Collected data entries
- - -

//! HTTP client utilities.

mod client;

pub use client::HttpClient;
//! Analytics, webhook, and push-channel event types.

use chrono::{DateTime, Utc};
use serde::{Deserialize, Serialize};

/// Append-only analytics row. Write-only from this subsystem's perspective.
#[derive(Debug, Clone, PartialEq, Serialize, Deserialize)]
#[serde(rename_all = "camelCase")]
pub struct AnalyticsEvent {
    pub user_id: String,
    pub event_type: String,
    pub event_data: serde_json::Value,
    pub created_at: DateTime<Utc>,
}

impl AnalyticsEvent {
    pub fn now(
        user_id: impl Into<String>,
        event_type: impl Into<String>,
        event_data: serde_json::Value,
    ) -> Self {
        Self {
            user_id: user_id.into(),
            event_type: event_type.into(),
            event_data,
            created_at: Utc::now(),
        }
    }
}

/// Provider-originated webhook payload.
///
/// The owning user id may arrive in any of three places depending on the
/// integration; [`WebhookEvent::owner`] resolves them in order.
#[derive(Debug, Clone, Default, PartialEq, Serialize, Deserialize)]
#[serde(rename_all = "camelCase")]
pub struct WebhookEvent {
    #[serde(default, rename = "type", skip_serializing_if = "Option::is_none")]
    pub event_type: Option<String>,
    #[serde(default, skip_serializing_if = "Option::is_none")]
    pub user_id: Option<String>,
    #[serde(default, rename = "entity_id", skip_serializing_if = "Option::is_none")]
    pub entity_id: Option<String>,
    #[serde(default, skip_serializing_if = "Option::is_none")]
    pub metadata: Option<WebhookMetadata>,
}

/// Metadata envelope some provider webhooks nest the user id under.
#[derive(Debug, Clone, Default, PartialEq, Eq, Serialize, Deserialize)]
#[serde(rename_all = "camelCase")]
pub struct WebhookMetadata {
    #[serde(default, skip_serializing_if = "Option::is_none")]
    pub user_id: Option<String>,
}

impl WebhookEvent {
    /// Resolve the owning user id: top-level, then metadata, then entity id.
    pub fn owner(&self) -> Option<&str> {
        self.user_id
            .as_deref()
            .or_else(|| self.metadata.as_ref().and_then(|m| m.user_id.as_deref()))
            .or(self.entity_id.as_deref())
    }
}

/// Provider-side watch channel registered for webhook delivery.
#[derive(Debug, Clone, PartialEq, Eq, Serialize, Deserialize)]
#[serde(rename_all = "camelCase")]
pub struct WatchSubscription {
    /// Channel identifier, when the provider reports one.
    #[serde(default, skip_serializing_if = "Option::is_none")]
    pub id: Option<String>,
    /// Action synonym that accepted the registration.
    pub action: String,
}

/// Event delivered to a live client over its push channel.
#[derive(Debug, Clone, PartialEq, Serialize, Deserialize)]
#[serde(rename_all = "camelCase")]
pub struct PushMessage {
    pub event: String,
    pub data: serde_json::Value,
}

impl PushMessage {
    pub fn new(event: impl Into<String>, data: serde_json::Value) -> Self {
        Self { event: event.into(), data }
    }
}

#[cfg(test)]
mod tests {
    use super::*;

    #[test]
    fn owner_prefers_top_level_user_id() {
        let event = WebhookEvent {
            user_id: Some("u1".into()),
            entity_id: Some("e9".into()),
            metadata: Some(WebhookMetadata { user_id: Some("u2".into()) }),
            ..WebhookEvent::default()
        };
        assert_eq!(event.owner(), Some("u1"));
    }

    #[test]
    fn owner_falls_back_to_metadata_then_entity() {
        let from_metadata = WebhookEvent {
            metadata: Some(WebhookMetadata { user_id: Some("u2".into()) }),
            entity_id: Some("e9".into()),
            ..WebhookEvent::default()
        };
        assert_eq!(from_metadata.owner(), Some("u2"));

        let from_entity =
            WebhookEvent { entity_id: Some("e9".into()), ..WebhookEvent::default() };
        assert_eq!(from_entity.owner(), Some("e9"));

        assert_eq!(WebhookEvent::default().owner(), None);
    }
}
//! Canonical data model types.

pub mod connection;
pub mod events;
pub mod meeting;
pub mod summary;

- - -

**WORK TO COMPLETE**
Exactly reproduce the lines of the data above that run from the line containing "#[cfg(test)]" through the final one.

**ANSWER BELOW**
#[cfg(test)]
mod tests {
    use super::*;

    #[test]
    fn owner_prefers_top_level_user_id() {
        let event = WebhookEvent {
            user_id: Some("u1".into()),
            entity_id: Some("e9".into()),
            metadata: Some(WebhookMetadata { user_id: Some("u2".into()) }),
            ..WebhookEvent::default()
        };
        assert_eq!(event.owner(), Some("u1"));
    }

    #[test]
    fn owner_falls_back_to_metadata_then_entity() {
        let from_metadata = WebhookEvent {
            metadata: Some(WebhookMetadata { user_id: Some("u2".into()) }),
            entity_id: Some("e9".into()),
            ..WebhookEvent::default()
        };
        assert_eq!(from_metadata.owner(), Some("u2"));

        let from_entity =
            WebhookEvent { entity_id: Some("e9".into()), ..WebhookEvent::default() };
        assert_eq!(from_entity.owner(), Some("e9"));

        assert_eq!(WebhookEvent::default().owner(), None);
    }
}
//! Canonical data model types.

pub mod connection;
pub mod events;
pub mod meeting;
pub mod summary;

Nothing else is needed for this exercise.